The Defense Department has launched a barrage of programs across the services to provide its civilian and uniformed personnel with mobile devices. Overseeing this vast and varied process is the Defense Information Systems Agency, which is responsible for running many of the department’s mobile pilot programs and setting up the infrastructure to provide applications and services to warfighters.

The head of DISA and top technology officers outlined how individual agencies fit into those efforts at the Defense & Security Mobile Technologies Symposium in Washington, D.C. last week.

DISA’s key goal is to provide the infrastructure to move data to warfighter’s mobile devices, said the agency’s director, Lt. Gen. Ronnie D. Hawkins, Jr., UASF (pictured above, right, upon accepting the new role in January). The agency plans to achieve this by instating mobile device policies and standards, Hawkins said. But he added that DISA first must revise its formerly restrictive mobile policies.
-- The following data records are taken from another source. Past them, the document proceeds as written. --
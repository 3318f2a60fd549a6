//! Generic labelled tree parsed from XML text.
//!
//! Each node has a tag name, a (trimmed) text value, and an ordered list of
//! child elements. Attributes, comments and processing instructions are
//! ignored; nothing here knows about lines or arcs.

mod xml;

use std::io::Cursor;
use std::iter::successors;

use crate::errors::Result;

#[derive(Debug, Clone, PartialEq)]
pub struct Node {
    name: String,
    text: String,
    line: usize,
    children: Vec<Node>,
}

impl Node {
    fn new(name: String, line: usize) -> Self {
        Self {
            name,
            text: String::new(),
            line,
            children: Vec::new(),
        }
    }
}

/// A parsed document with a single root element.
#[derive(Debug, Clone, PartialEq)]
pub struct Document {
    root: Node,
}

impl Document {
    pub fn parse_str(input: &str) -> Result<Self> {
        Self::from_reader(&mut Cursor::new(input))
    }

    pub fn root(&self) -> NodeRef<'_> {
        NodeRef {
            siblings: std::slice::from_ref(&self.root),
            index: 0,
        }
    }
}

/// Borrowed handle to a node, able to step to its first child and next sibling.
#[derive(Debug, Clone, Copy)]
pub struct NodeRef<'a> {
    siblings: &'a [Node],
    index: usize,
}

impl<'a> NodeRef<'a> {
    fn node(&self) -> &'a Node {
        &self.siblings[self.index]
    }

    pub fn name(&self) -> &'a str {
        &self.node().name
    }

    /// Element text content with surrounding whitespace removed.
    pub fn text(&self) -> &'a str {
        self.node().text.trim()
    }

    /// 1-based source line of the element's start tag.
    pub fn line(&self) -> usize {
        self.node().line
    }

    pub fn first_child(&self) -> Option<NodeRef<'a>> {
        let children = &self.node().children;
        (!children.is_empty()).then_some(NodeRef {
            siblings: children,
            index: 0,
        })
    }

    pub fn next_sibling(&self) -> Option<NodeRef<'a>> {
        (self.index + 1 < self.siblings.len()).then_some(NodeRef {
            siblings: self.siblings,
            index: self.index + 1,
        })
    }

    pub fn children(&self) -> impl Iterator<Item = NodeRef<'a>> {
        successors(self.first_child(), NodeRef::next_sibling)
    }
}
One of the major issues facing DISA is managing all of the various efforts underway in the services and agencies. Hawkins described the large number of pilot programs as a “cataclysmic confusion,” noting that there are 25 ongoing mobile pilot programs in the Air Force alone.
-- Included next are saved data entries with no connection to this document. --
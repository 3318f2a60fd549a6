use assert_cmd::{crate_name, Command};
use assertables::assert_contains;
use std::io::Write;
use tempfile::NamedTempFile;

use arcplot::cli::Config;

use super::utils::line_doc;

fn drawing_file(content: &str) -> NamedTempFile {
    let mut tmpfile = NamedTempFile::new().expect("could not create tmpfile");
    write!(tmpfile, "{content}").expect("tmpfile write failed");
    tmpfile
}

fn stdout_of(cmd: &mut Command) -> String {
    String::from_utf8(cmd.assert().success().get_output().stdout.clone()).expect("non-UTF8")
}

#[test]
fn test_cmdline_help() {
    let mut cmd = Command::cargo_bin(crate_name!()).unwrap();
    let output = stdout_of(cmd.arg("-h"));
    assert_contains!(output, "Usage");
}

#[test]
fn test_cmdline_no_file() {
    let mut cmd = Command::cargo_bin(crate_name!()).unwrap();
    let output = cmd.assert().failure().code(1).get_output().stderr.clone();
    assert_contains!(String::from_utf8_lossy(&output), "--file required");
}

#[test]
fn test_cmdline_bad_option() {
    let mut cmd = Command::cargo_bin(crate_name!()).unwrap();
    cmd.arg("--no-such-option").assert().failure().code(2);
}

#[test]
fn test_cmdline_missing_input() {
    let mut cmd = Command::cargo_bin(crate_name!()).unwrap();
    cmd.args(["--file", "/nonexistent/arcplot/drawing.xml"])
        .assert()
        .failure()
        .code(1);
}

#[test]
fn test_cmdline_render_stdout() {
    let input = drawing_file(&line_doc(0., 0., 0., 100., "red"));
    let mut cmd = Command::cargo_bin(crate_name!()).unwrap();
    let output = stdout_of(cmd.arg("-f").arg(input.path()));
    assert_contains!(output, "<svg");
    assert_contains!(output, r#"y1="1000" x2="0" y2="900""#);
}

#[test]
fn test_cmdline_render_outfile() {
    let input = drawing_file(&line_doc(0., 10., 0., 5., "blue"));
    let outdir = tempfile::tempdir().expect("could not create tempdir");
    let outpath = outdir.path().join("out.svg");
    let mut cmd = Command::cargo_bin(crate_name!()).unwrap();
    cmd.arg(input.path())
        .arg("-o")
        .arg(&outpath)
        .assert()
        .success();
    let svg = std::fs::read_to_string(&outpath).expect("output written");
    assert_contains!(svg, r##"stroke="#0000ff""##);
}

#[test]
fn test_cmdline_stdin() {
    let mut cmd = Command::cargo_bin(crate_name!()).unwrap();
    let output = stdout_of(
        cmd.args(["-", "--bbox"])
            .write_stdin(line_doc(-1., 3., 2., 7., "white")),
    );
    assert_eq!(output.trim(), "min_x: -1 max_x: 3 min_y: 2 max_y: 7");
}

#[test]
fn test_cmdline_bbox() {
    let input = drawing_file(&line_doc(0., 10., 0., 5.5, "green"));
    let mut cmd = Command::cargo_bin(crate_name!()).unwrap();
    let output = stdout_of(cmd.arg(input.path()).arg("--bbox"));
    assert_eq!(output.trim(), "min_x: 0 max_x: 10 min_y: 0 max_y: 5.5");
}

#[test]
fn test_cmdline_dump() {
    let input = drawing_file(&line_doc(0., 10., 0., 5., "yellow"));
    let mut cmd = Command::cargo_bin(crate_name!()).unwrap();
    let output = stdout_of(cmd.arg(input.path()).arg("--dump"));
    assert_eq!(output.trim(), "Line (0, 0) -> (10, 5) yellow");
}

#[test]
fn test_cmdline_schema_error() {
    let input = drawing_file("<Drawing>\n<Triangle/>\n</Drawing>");
    let mut cmd = Command::cargo_bin(crate_name!()).unwrap();
    let assert = cmd.arg(input.path()).assert().failure().code(1);
    let output = assert.get_output();
    assert!(output.stdout.is_empty());
    assert_contains!(
        String::from_utf8_lossy(&output.stderr),
        "line 2: unknown element 'Triangle'"
    );
}

#[test]
fn test_cmdline_empty_bbox() {
    let input = drawing_file("<Drawing/>");
    let mut cmd = Command::cargo_bin(crate_name!()).unwrap();
    cmd.arg(input.path()).arg("--bbox").assert().failure().code(1);
}

#[test]
fn test_cmdline_config() {
    let input = drawing_file(&line_doc(0., 10., 0., 5., "red"));
    let outfile = NamedTempFile::new().expect("could not create outfile");
    let config = Config::from_cmdline(&format!(
        "{} {} -o {} --width 100 --height 50",
        crate_name!(),
        input.path().to_str().unwrap(),
        outfile.path().to_str().unwrap()
    ))
    .expect("cmdline should be valid");
    assert_eq!(config.draw.width, 100);
    arcplot::cli::run(config).expect("run failed");
    let svg = std::fs::read_to_string(outfile.path()).expect("output written");
    assert_contains!(svg, r#"y1="50" x2="10" y2="45""#);

    let config = Config::from_cmdline(&format!(
        "{} {} -o {}",
        crate_name!(),
        input.path().to_str().unwrap(),
        input.path().to_str().unwrap()
    ));
    assert!(config.is_err(), "output must not overwrite input");
}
To get mobile devices into the hands of warfighters, DISA’s program office is working with the services to pull together the best applications and architectures, Hawkins said. The agency is also working on mobile programs with the intelligence community. As part of this process, DISA will be providing quarterly status updates to the National Security Agency. “We are now brining everything together. We are pooling our resources and talent,” he said.

By 2019, DISA plans to have a subscription-based system available to all DOD personnel, with a mobile applications store supporting user needs for secure applications and smart devices, Hawkins said. The agency’s goal is to meet user demand for voice, data, video and imagery from top secret to unclassified levels by 2014.

To provide timely mobile services, Hawkins wants DISA to roll out new capabilities every 120 days. By March 2013, he said that the agency will have a secure smart phone in the hands of users and by the end of 2013, to have thousands of devices available to personnel. Part of this offering will be a bring-your-own device (BYOD) plan for unclassified applications, he said. For classified applications, the agency is working with the NSA to have an initial classified capability ready by this October, with a full capability being deployed by 2014, he said.

The services’ mobile plans will fit into this framework.

One example is Air Force Air Combat Command, which has launched a pilot to determine how mobile devices can increase and develop its own applications, said Jason Howe, a strategic analyst in the office of the command’s chief technology offer. He noted that the Air Force can currently archive missions with existing mobile tools because it has built up its infrastructure by focusing on Web-based technology for the past decade. Mobile applications and systems can now be leveraged to operate across the enterprise, he added.

The Army also has major mobile device programs under way. One challenge when deploying mobile devices at the tactical level is that there is currently little or no available bandwidth, said Lt. Col. Matthew Dossman, USA, emerging technologies team chief in the Cyber Directorate of the Army CIO’s office. Besides finding additional bandwidth, the Army also needs to manage applications at the tactical level, he added. Among other things, the service must work with DISA to stock an applications store with secure tools for warfighters to use.

“Apps are the key thing,” he said.

Outside the DOD, the Department of Homeland Security also has multiple projects under way. From an enterprise perspective, its mobile efforts are designed to serve three customers, said Keith Trippe, executive director for the DHS’s Enterprise System Development Office. These are: citizens; internal users; and federal, state, local, international and private users. But to meet the needs of these various groups, the department must complete development work in key areas such as security, privacy and legal issues, he said.

Another challenge is the business model for the mobile projects, the whether they will be centralized or federated, Trippe said. DHS also requires new ways to acquire applications. The agency is looking at the GSA’s FedRAMP system as a possible framework for a DHS-wide acquisition model, he said.